[DATASET EXTRACT Boundary: Start]
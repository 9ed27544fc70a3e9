mod config;
mod dispatcher;
mod server;
mod telegram;
mod update;

use std::path::PathBuf;
use std::sync::Arc;

use anyhow::{Context, Result};
use tracing::info;
use tracing_subscriber::{layer::SubscriberExt, util::SubscriberInitExt};

use crate::config::Config;
use crate::dispatcher::Dispatcher;
use crate::server::AppState;
use crate::telegram::{TelegramApi, TeloxideApi};

#[tokio::main]
async fn main() -> Result<()> {
    // .env may carry RUST_LOG, so load it before the subscriber
    let dotenv = dotenvy::dotenv();

    // Initialize logging
    tracing_subscriber::registry()
        .with(
            tracing_subscriber::EnvFilter::try_from_default_env()
                .unwrap_or_else(|_| "info,reactbot=debug".into()),
        )
        .with(tracing_subscriber::fmt::layer())
        .init();

    if let Ok(path) = dotenv {
        info!("Loaded environment from {}", path.display());
    }

    // Load configuration
    let config_path = std::env::args()
        .nth(1)
        .map(PathBuf::from)
        .unwrap_or_else(|| PathBuf::from("config.toml"));

    info!("Loading configuration from: {}", config_path.display());
    let config = Config::load(&config_path)
        .with_context(|| format!("Failed to load config from {}", config_path.display()))?;

    info!("Configuration loaded successfully");
    info!("  Port: {}", config.server.port);
    info!("  Reactions: {}", config.reactions.emojis.join(" "));
    for bot in &config.bots {
        info!("  Bot: @{} -> {}", bot.username, bot.webhook_path());
    }

    let api: Arc<dyn TelegramApi> = Arc::new(TeloxideApi::new(&config.server.api_base)?);
    let dispatcher = Arc::new(Dispatcher::new(&config, Arc::clone(&api)));
    let state = AppState::new(Arc::clone(&dispatcher), &config.bots);

    // Bind before registering so Telegram's first delivery finds us listening
    let addr = std::net::SocketAddr::from(([0, 0, 0, 0], config.server.port));
    let listener = tokio::net::TcpListener::bind(addr)
        .await
        .with_context(|| format!("Failed to bind {addr}"))?;
    info!("Listening on {}", addr);

    let server_task = tokio::spawn(server::serve(listener, state));
    server::register_webhooks(api.as_ref(), &config.bots).await;

    let served = server_task.await.context("Server task failed")?;

    // Let already scheduled reactions land before exiting
    dispatcher.shutdown().await;
    info!("Shutdown complete");
    served
}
[DATASET EXTRACT Boundary: End]
#### ASSIGNMENT
Nothing but the lines from the start of the data through the line holding "use crate::server::AppState;" should be restated, and each one exactly.

#### RESULT OF THE TASK
repository 9ed27544fc70a3e9
mod config;
mod dispatcher;
mod server;
mod telegram;
mod update;

use std::path::PathBuf;
use std::sync::Arc;

use anyhow::{Context, Result};
use tracing::info;
use tracing_subscriber::{layer::SubscriberExt, util::SubscriberInitExt};

use crate::config::Config;
use crate::dispatcher::Dispatcher;
use crate::server::AppState;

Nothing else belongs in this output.